I need a few suggestions please

(163 Posts)
oldgoose Tue 15-Nov-16 14:17:10

I am very close to my daughter in all ways. She lives around the corner with hubby and 3 children and we speak to or see each other every single day. We share such a lot, we have the same sense of humour, we enjoy the same books, we are on the same wavelength.
I retired earlier this year and my daughter got herself a job at the after-school club at the school he youngest child goes to. We both agreed it was a good move for both of us. She would have a bit of income of her own, she could try to take a teaching diploma, which she abandoned when pregnant with child number one. It was agreed that I would fetch the children from school and then take them back home where we would until my son-in-law arrived home to give them a meal and get them ready for bed. I leave my house at 3pm and am usually home by 5pm. My daughter said at the start that she would give me a little petrol money as I collect the children in the car and having retired, any little money helps. However she has been doing the job for over 6 months now and I havn't been given or offered any money. Do I have the right to feel a bit miffed.?
I love my Grandchildren to the moon and back and babysit quite often and have them for sleepovers. There isn't anyone else she can really ask, so I am happy to help out when I can.
I do want to ask what has happened to our arrangement, but firstly I don't know how to say it, and secondly, does anyone think I am being mercenary for asking?

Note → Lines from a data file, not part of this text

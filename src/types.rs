//! Core types shared across the runtime.
//!
//! The most important one is [`TriggerRef`]: the parsed form of the textual
//! `"Type:Id"` reference that compiled behavior programs use to address
//! clickable anchors and live component instances. References are parsed
//! once at the script boundary and carried as values from then on; they are
//! never resolved to direct element handles ahead of time because the
//! underlying DOM/component may be recreated when scenarios change.

use std::fmt;

/// Reference type tag for behavior-trigger anchors.
pub const BEHAVIOR_TRIGGER_KIND: &str = "BehaviorTrigger";

/// A parsed trigger reference.
///
/// `Component` addresses a live component instance by its type and id
/// (e.g. `"Block:abc123"`). `BehaviorTrigger` addresses zero or more
/// clickable anchors in the rendered document that carry the matching
/// trigger attribute (e.g. `"BehaviorTrigger:link42"`; the same link text
/// may be rendered more than once).
#[derive(Clone, Debug, PartialEq, Eq, Hash)]
pub enum TriggerRef {
    Component { kind: String, id: String },
    BehaviorTrigger { id: String },
}

impl TriggerRef {
    /// Parse a textual `"Type:Id"` reference.
    ///
    /// Returns `None` for text that does not carry both parts. Callers treat
    /// that the same as an unresolved reference: a silent no-op.
    pub fn parse(text: &str) -> Option<Self> {
        let (kind, id) = text.split_once(':')?;
        if kind.is_empty() || id.is_empty() {
            return None;
        }
        if kind == BEHAVIOR_TRIGGER_KIND {
            Some(Self::BehaviorTrigger { id: id.to_string() })
        } else {
            Some(Self::Component {
                kind: kind.to_string(),
                id: id.to_string(),
            })
        }
    }

    /// The id part of the reference, whatever its type.
    pub fn id(&self) -> &str {
        match self {
            Self::Component { id, .. } => id,
            Self::BehaviorTrigger { id } => id,
        }
    }
}

impl fmt::Display for TriggerRef {
    fn fmt(&self, f: &mut fmt::Formatter<'_>) -> fmt::Result {
        match self {
            Self::Component { kind, id } => write!(f, "{kind}:{id}"),
            Self::BehaviorTrigger { id } => write!(f, "{BEHAVIOR_TRIGGER_KIND}:{id}"),
        }
    }
}

// =============================================================================
// Handle types
// =============================================================================

/// Opaque handle for a live component instance, assigned by the host.
#[derive(Clone, Copy, Debug, PartialEq, Eq, Hash)]
pub struct ComponentId(pub usize);

/// Opaque handle for a rendered anchor element, assigned by the host.
#[derive(Clone, Copy, Debug, PartialEq, Eq, Hash)]
pub struct AnchorId(pub usize);

/// Opaque handle for a registered DOM or keyboard listener.
#[derive(Clone, Copy, Debug, PartialEq, Eq, Hash)]
pub struct ListenerId(pub usize);

/// Opaque handle for a registered cuepoint.
#[derive(Clone, Copy, Debug, PartialEq, Eq, Hash)]
pub struct CuepointId(pub usize);

#[cfg(test)]
mod tests {
    use super::*;

    #[test]
    fn test_parse_component_ref() {
        let parsed = TriggerRef::parse("Block:abc123");
        assert_eq!(
            parsed,
            Some(TriggerRef::Component {
                kind: "Block".to_string(),
                id: "abc123".to_string(),
            })
        );
    }

    #[test]
    fn test_parse_behavior_trigger_ref() {
        let parsed = TriggerRef::parse("BehaviorTrigger:link42");
        assert_eq!(
            parsed,
            Some(TriggerRef::BehaviorTrigger {
                id: "link42".to_string(),
            })
        );
    }

    #[test]
    fn test_parse_rejects_malformed() {
        assert_eq!(TriggerRef::parse("no-colon"), None);
        assert_eq!(TriggerRef::parse(":id-only"), None);
        assert_eq!(TriggerRef::parse("Kind:"), None);
        assert_eq!(TriggerRef::parse(""), None);
    }

    #[test]
    fn test_id_keeps_colons_after_first() {
        let parsed = TriggerRef::parse("Scenario:scn:1").unwrap();
        assert_eq!(parsed.id(), "scn:1");
    }

    #[test]
    fn test_display_round_trip() {
        for text in ["Block:a", "BehaviorTrigger:link1", "Scenario:scn-1"] {
            let parsed = TriggerRef::parse(text).unwrap();
            assert_eq!(parsed.to_string(), text);
        }
    }
}
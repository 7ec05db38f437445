//! Media capability - transport control and excerpt playback with chaining.
//!
//! `media.play(from, to, then)` establishes the single *global* excerpt
//! cuepoint over `[from, to]` (either bound open), seeks to `from` if
//! given, and starts playback. The chaining rule:
//!
//! - `on_start` of the (possibly new) excerpt window first fires a pending
//!   `then` left over from an earlier excerpt, then stores the newly
//!   supplied `then` as the pending one,
//! - `on_stop` (the window's end reached during forward playback) pauses
//!   the media and leaves the pending `then` for a later excerpt start,
//! - `on_seekout` (the window abandoned by a seek) destroys the cuepoint
//!   and fires the pending `then` immediately.
//!
//! So "excerpt finished naturally" defers the continuation until the next
//! excerpt begins, while "excerpt abandoned by seeking" runs it right away.

use std::cell::{Cell, RefCell};
use std::rc::Rc;

use rhai::{Dynamic, Engine};

use crate::host::{CuepointHandler, CuepointScheduler, CuepointSpec, Transport};
use crate::types::CuepointId;

use super::{Capability, ScriptCallback, ScriptEnv, opt_seconds};

/// Neutral playback rate restored on reset.
const NEUTRAL_RATE: f64 = 1.0;

/// Continuation run when an excerpt window is exited or superseded.
pub type ThenCallback = Rc<dyn Fn()>;

#[derive(Default)]
struct MediaState {
    /// The live global excerpt cuepoint, if any.
    global: Option<CuepointId>,
    /// At most one pending continuation exists at a time.
    pending_then: Option<ThenCallback>,
}

pub struct MediaCapability {
    transport: Rc<dyn Transport>,
    scheduler: Rc<dyn CuepointScheduler>,
    env: Rc<ScriptEnv>,
    state: Rc<RefCell<MediaState>>,
}

impl MediaCapability {
    pub fn new(
        transport: Rc<dyn Transport>,
        scheduler: Rc<dyn CuepointScheduler>,
        env: Rc<ScriptEnv>,
    ) -> Self {
        Self {
            transport,
            scheduler,
            env,
            state: Rc::new(RefCell::new(MediaState::default())),
        }
    }

    /// Start playback, optionally as an excerpt with a chained continuation.
    pub fn play(&self, from: Option<f64>, to: Option<f64>, then: Option<ThenCallback>) {
        if from.is_none() && to.is_none() && then.is_none() {
            self.transport.play();
            return;
        }

        // Supersede the previous excerpt before moving the position. Its
        // window may still be registered (a naturally finished excerpt
        // keeps its cuepoint), and seeking back into it would re-fire the
        // stale hooks. A pending continuation survives the removal and
        // fires at the new window's start.
        let previous = self.state.borrow_mut().global.take();
        if let Some(previous) = previous {
            self.scheduler.remove(previous);
        }

        if let Some(from) = from {
            self.transport.seek_to(from);
        }

        let slot = Rc::new(Cell::new(None));
        let hooks = ExcerptHooks {
            state: Rc::clone(&self.state),
            transport: Rc::clone(&self.transport),
            scheduler: Rc::clone(&self.scheduler),
            then,
            slot: Rc::clone(&slot),
        };
        let id = self
            .scheduler
            .set_global_cuepoint(CuepointSpec::new(from, to, Rc::new(hooks)));
        slot.set(Some(id));
        self.state.borrow_mut().global = Some(id);

        self.transport.play();
    }

    /// Cancel the active excerpt without running its continuation.
    pub fn exit_excerpt(&self) {
        let id = self.state.borrow_mut().global.take();
        if let Some(id) = id {
            self.scheduler.remove(id);
        }
        self.state.borrow_mut().pending_then = None;
    }

    /// True when an excerpt window is currently registered.
    pub fn has_excerpt(&self) -> bool {
        self.state.borrow().global.is_some()
    }
}

struct ExcerptHooks {
    state: Rc<RefCell<MediaState>>,
    transport: Rc<dyn Transport>,
    scheduler: Rc<dyn CuepointScheduler>,
    then: Option<ThenCallback>,
    /// Own cuepoint id, filled in right after registration.
    slot: Rc<Cell<Option<CuepointId>>>,
}

impl CuepointHandler for ExcerptHooks {
    fn on_start(&self) {
        let previous = self.state.borrow_mut().pending_then.take();
        if let Some(previous) = previous {
            previous();
        }
        self.state.borrow_mut().pending_then = self.then.clone();
    }

    fn on_stop(&self) {
        // Natural end of the window: stay paused, keep the continuation
        // pending for the next excerpt start.
        self.transport.pause();
    }

    fn on_seekout(&self) {
        let Some(id) = self.slot.get() else { return };
        self.scheduler.remove(id);
        let pending = {
            let mut state = self.state.borrow_mut();
            if state.global == Some(id) {
                state.global = None;
            }
            state.pending_then.take()
        };
        if let Some(pending) = pending {
            pending();
        }
    }
}

impl Capability for MediaCapability {
    fn name(&self) -> &'static str {
        "media"
    }

    fn install(&self, engine: &mut Engine) {
        let transport = Rc::clone(&self.transport);
        engine.register_fn("media_get_duration", move || -> f64 {
            transport.duration().get()
        });

        let transport = Rc::clone(&self.transport);
        engine.register_fn("media_get_time", move || -> f64 {
            transport.time().get()
        });

        let transport = Rc::clone(&self.transport);
        engine.register_fn("media_set_time", move |time: Dynamic| {
            if let Some(time) = opt_seconds(&time) {
                transport.seek_to(time);
            }
        });

        let transport = Rc::clone(&self.transport);
        engine.register_fn("media_is_playing", move || -> bool {
            transport.playing().get()
        });

        let media = self.handle();
        let env = Rc::clone(&self.env);
        engine.register_fn(
            "media_play",
            move |from: Dynamic, to: Dynamic, then: Dynamic| {
                let then = ScriptCallback::from_dynamic(&env, then)
                    .map(|callback| Rc::new(move || callback.call(())) as ThenCallback);
                media.play(opt_seconds(&from), opt_seconds(&to), then);
            },
        );

        let media = self.handle();
        engine.register_fn("media_exit_excerpt", move || {
            media.exit_excerpt();
        });

        let transport = Rc::clone(&self.transport);
        engine.register_fn("media_pause", move || {
            transport.pause();
        });

        let transport = Rc::clone(&self.transport);
        engine.register_fn("media_stop", move || {
            transport.stop();
        });

        let transport = Rc::clone(&self.transport);
        engine.register_fn("media_get_playback_rate", move || -> f64 {
            transport.playback_rate().get()
        });

        let transport = Rc::clone(&self.transport);
        engine.register_fn("media_set_playback_rate", move |rate: Dynamic| {
            if let Some(rate) = opt_seconds(&rate) {
                transport.set_playback_rate(rate);
            }
        });
    }

    fn namespace(&self) -> String {
        r#"#{
    getDuration: || media_get_duration(),
    getTime: || media_get_time(),
    setTime: |time| media_set_time(time),
    isPlaying: || media_is_playing(),
    play: |from, to, then| media_play(from, to, then),
    exitExcerpt: || media_exit_excerpt(),
    pause: || media_pause(),
    stop: || media_stop(),
    getPlaybackRate: || media_get_playback_rate(),
    setPlaybackRate: |rate| media_set_playback_rate(rate)
}"#
        .to_string()
    }

    fn reset(&self) {
        self.exit_excerpt();
        self.transport.pause();
        self.transport.set_playback_rate(NEUTRAL_RATE);
    }
}

impl MediaCapability {
    /// A cheap clone sharing the same state, for moving into engine closures.
    fn handle(&self) -> MediaCapability {
        MediaCapability {
            transport: Rc::clone(&self.transport),
            scheduler: Rc::clone(&self.scheduler),
            env: Rc::clone(&self.env),
            state: Rc::clone(&self.state),
        }
    }
}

Valerie1949 Wed 16-Nov-16 13:37:23

I think that you are so lucky to live close to your daughter and her family, to be so involved with them, and to have such an important role in their lives. That is what families are for; if it isn't a financial burden why think about money? In this materialistic society many don't realise that your time is the biggest gift you can give. If money is a real problem for you then it is better to be assertive and upfront by saying how much you love helping out like this but could do with the occasional help with the fuel. It works best as a passing remark rather than as a complaint. Your daughter may be totally unaware that there is a problem, after all you are her mum and we are used to good mums looking after us!

Wobblybits Wed 16-Nov-16 13:34:57

Jane, like you we will be doing a 500 mile round trip on Friday to babysit for one night, all down to children in need as our S&DIL have to work into the small hours. We will return on Sunday morning. Never think of asking for petrol money.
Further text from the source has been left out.